» WHAT THE TASK ASKS: In how many lines of the records below does the word "reads" appear? Answer with the number alone.

Stored items:
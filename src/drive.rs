//! Blocking FHPP drive engine.
//!
//! This module provides [`Drive`], the state machine that enables, homes and
//! positions a Festo drive through a [`RegisterTransport`].
//!
//! # Overview
//!
//! Every operation follows the same pattern:
//! - send a control frame with write-and-read, giving the first status observation
//! - check cancellation, then fault/warning, then the target condition
//! - sleep one poll interval and read status again until the budget runs out
//!
//! A budget of N means exactly N status observations. Running out yields
//! [`FhppError::LongOperation`].
//!
//! # Example
//!
//! ```no_run
//! use festo_fhpp::{Drive, DriveConfig, Profile};
//!
//! let drive = Drive::new(DriveConfig::new("192.168.0.10", 502));
//! drive.connect()?;
//! drive.unlock(Profile::Direct)?;
//! drive.home()?;
//! drive.position_to(15000, 255)?;
//! assert_eq!(drive.read_position()?, 15000);
//! # Ok::<(), festo_fhpp::FhppError>(())
//! ```
//!
//! # Thread Safety
//!
//! All methods take `&self`. Share the engine through an `Arc` to call
//! [`Drive::force_cancel`] from one thread while another is polling.
//!
//! The cancellation flag is sticky. After a cancel every operation, recovery
//! included, fails with [`FhppError::Cancelled`] until
//! [`Drive::reset_cancel`] is called.

use std::sync::atomic::{AtomicBool, AtomicU64, Ordering};
use std::sync::Arc;
use std::thread;
use std::time::Duration;

use parking_lot::Mutex;
use tracing::{debug, info, trace, warn};

use crate::control::{Ccon, Cpos};
use crate::error::{FhppError, Result};
use crate::frame::{
    decode_direct, decode_record_select, encode_record_select, DirectRequest, DirectStatus,
    RecordSelectStatus, FRAME_ADDRESS, FRAME_WORDS,
};
use crate::profile::Profile;
use crate::status::{DriveState, DriveStatus, Scon, Spos};
use crate::transport::{
    RegisterTransport, TcpTransport, DEFAULT_BYTE_TIMEOUT, DEFAULT_RESPONSE_TIMEOUT,
};

/// Default delay between status reads.
pub const DEFAULT_POLL_INTERVAL: Duration = Duration::from_millis(50);
/// Default budget for enable, acknowledge, fault clear and lock phases.
pub const DEFAULT_RETRIES: u32 = 10;
/// Default budget for the motion completion phase.
pub const DEFAULT_MOTION_RETRIES: u32 = 400;
/// Default budget for the homing completion phase.
pub const DEFAULT_HOMING_RETRIES: u32 = 600;
/// Default delay between status reads while homing.
pub const DEFAULT_HOMING_INTERVAL: Duration = Duration::from_millis(100);

/// Poll timing and budgets.
///
/// # Example
///
/// ```
/// use festo_fhpp::Tuning;
/// use std::time::Duration;
///
/// let tuning = Tuning::default()
///     .with_poll_interval(Duration::from_millis(20))
///     .with_motion_retries(1000);
/// assert_eq!(tuning.retries, 10);
/// assert_eq!(tuning.motion_retries, 1000);
/// ```
#[derive(Debug, Clone, Copy, PartialEq, Eq)]
#[cfg_attr(feature = "serde", derive(serde::Serialize, serde::Deserialize))]
pub struct Tuning {
    /// Delay between status reads.
    pub poll_interval: Duration,
    /// Observations allowed for short phases.
    pub retries: u32,
    /// Observations allowed until motion completes.
    pub motion_retries: u32,
    /// Observations allowed until homing completes.
    pub homing_retries: u32,
    /// Delay between status reads while homing.
    pub homing_interval: Duration,
}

» RESPONSE: 4